-- Given records follows --
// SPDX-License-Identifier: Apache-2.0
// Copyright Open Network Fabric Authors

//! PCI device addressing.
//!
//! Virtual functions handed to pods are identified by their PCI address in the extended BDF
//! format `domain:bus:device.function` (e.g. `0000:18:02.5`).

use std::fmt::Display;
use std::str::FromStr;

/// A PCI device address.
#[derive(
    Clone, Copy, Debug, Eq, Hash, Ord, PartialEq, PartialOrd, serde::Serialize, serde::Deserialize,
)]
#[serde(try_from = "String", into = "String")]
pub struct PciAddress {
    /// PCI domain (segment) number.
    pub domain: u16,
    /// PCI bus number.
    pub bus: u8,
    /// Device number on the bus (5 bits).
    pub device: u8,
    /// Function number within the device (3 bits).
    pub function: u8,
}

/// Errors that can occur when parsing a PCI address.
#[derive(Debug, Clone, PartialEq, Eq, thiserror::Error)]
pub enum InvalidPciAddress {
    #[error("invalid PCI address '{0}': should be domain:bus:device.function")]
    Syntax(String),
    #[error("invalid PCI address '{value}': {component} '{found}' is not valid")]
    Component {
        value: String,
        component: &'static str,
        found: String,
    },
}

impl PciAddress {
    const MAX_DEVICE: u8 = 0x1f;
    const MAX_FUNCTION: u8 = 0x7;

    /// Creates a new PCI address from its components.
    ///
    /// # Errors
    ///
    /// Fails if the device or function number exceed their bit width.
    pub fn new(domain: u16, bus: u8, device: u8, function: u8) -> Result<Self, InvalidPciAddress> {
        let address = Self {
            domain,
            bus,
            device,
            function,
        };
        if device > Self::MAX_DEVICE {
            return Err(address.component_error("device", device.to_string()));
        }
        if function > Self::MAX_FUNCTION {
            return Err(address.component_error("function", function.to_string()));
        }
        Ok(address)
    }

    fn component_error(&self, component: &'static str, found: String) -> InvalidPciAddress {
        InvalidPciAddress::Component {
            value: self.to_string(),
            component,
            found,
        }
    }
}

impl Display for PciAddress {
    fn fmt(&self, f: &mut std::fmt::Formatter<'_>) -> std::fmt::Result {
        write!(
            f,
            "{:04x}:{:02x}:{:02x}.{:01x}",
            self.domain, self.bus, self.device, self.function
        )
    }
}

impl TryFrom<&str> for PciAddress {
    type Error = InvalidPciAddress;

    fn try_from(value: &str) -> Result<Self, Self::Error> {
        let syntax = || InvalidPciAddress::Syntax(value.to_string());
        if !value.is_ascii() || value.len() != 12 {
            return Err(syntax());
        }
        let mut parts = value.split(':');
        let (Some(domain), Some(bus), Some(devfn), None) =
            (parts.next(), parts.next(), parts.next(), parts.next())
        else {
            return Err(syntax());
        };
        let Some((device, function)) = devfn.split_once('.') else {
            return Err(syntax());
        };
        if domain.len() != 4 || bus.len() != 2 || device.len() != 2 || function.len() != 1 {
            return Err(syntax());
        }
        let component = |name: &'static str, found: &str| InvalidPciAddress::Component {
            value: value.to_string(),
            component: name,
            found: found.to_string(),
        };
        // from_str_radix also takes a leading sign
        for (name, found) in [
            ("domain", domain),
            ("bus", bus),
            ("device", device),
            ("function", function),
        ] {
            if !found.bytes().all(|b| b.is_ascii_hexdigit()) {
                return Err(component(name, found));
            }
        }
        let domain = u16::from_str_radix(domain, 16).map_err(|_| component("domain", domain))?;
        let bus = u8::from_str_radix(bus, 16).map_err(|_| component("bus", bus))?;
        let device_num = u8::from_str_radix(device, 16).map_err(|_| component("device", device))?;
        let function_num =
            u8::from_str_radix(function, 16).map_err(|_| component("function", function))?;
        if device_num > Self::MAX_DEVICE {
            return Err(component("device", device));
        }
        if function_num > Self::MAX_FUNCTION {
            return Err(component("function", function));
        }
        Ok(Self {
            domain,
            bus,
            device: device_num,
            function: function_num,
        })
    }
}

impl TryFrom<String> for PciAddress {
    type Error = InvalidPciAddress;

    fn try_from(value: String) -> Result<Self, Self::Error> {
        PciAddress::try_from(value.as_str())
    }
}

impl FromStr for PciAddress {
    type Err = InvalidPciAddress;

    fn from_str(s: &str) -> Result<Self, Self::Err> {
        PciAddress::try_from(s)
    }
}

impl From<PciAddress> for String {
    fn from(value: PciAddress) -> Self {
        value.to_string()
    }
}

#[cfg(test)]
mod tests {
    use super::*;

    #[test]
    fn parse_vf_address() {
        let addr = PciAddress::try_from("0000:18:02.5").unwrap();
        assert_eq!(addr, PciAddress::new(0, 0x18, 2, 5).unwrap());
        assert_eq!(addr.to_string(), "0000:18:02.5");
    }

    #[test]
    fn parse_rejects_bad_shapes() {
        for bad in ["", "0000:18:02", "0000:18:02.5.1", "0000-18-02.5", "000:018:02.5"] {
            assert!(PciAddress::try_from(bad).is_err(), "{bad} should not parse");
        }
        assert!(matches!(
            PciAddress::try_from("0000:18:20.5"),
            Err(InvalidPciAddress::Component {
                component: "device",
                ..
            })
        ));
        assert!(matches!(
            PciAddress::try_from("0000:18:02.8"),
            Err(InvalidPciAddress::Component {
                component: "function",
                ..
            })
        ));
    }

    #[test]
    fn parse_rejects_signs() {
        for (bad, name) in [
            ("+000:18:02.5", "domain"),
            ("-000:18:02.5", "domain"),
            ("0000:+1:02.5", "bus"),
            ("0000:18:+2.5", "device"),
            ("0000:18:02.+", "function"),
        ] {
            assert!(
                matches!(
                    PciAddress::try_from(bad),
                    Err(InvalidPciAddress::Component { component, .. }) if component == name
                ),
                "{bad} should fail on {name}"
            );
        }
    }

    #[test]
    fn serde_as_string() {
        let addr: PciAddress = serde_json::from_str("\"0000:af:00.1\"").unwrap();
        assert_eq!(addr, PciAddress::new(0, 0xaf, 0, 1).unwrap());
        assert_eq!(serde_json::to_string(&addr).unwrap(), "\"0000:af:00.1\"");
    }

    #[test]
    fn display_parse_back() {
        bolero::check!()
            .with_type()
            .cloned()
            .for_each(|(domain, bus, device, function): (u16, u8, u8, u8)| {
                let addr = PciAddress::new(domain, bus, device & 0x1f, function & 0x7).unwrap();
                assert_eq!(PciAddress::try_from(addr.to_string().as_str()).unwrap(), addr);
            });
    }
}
-- Given records concluded --
Exercise aim>
In the entries above, which lines hold the word "number"? Copy them out.

Task answer>
    /// PCI domain (segment) number.
    /// PCI bus number.
    /// Device number on the bus (5 bits).
    /// Function number within the device (3 bits).
    /// Fails if the device or function number exceed their bit width.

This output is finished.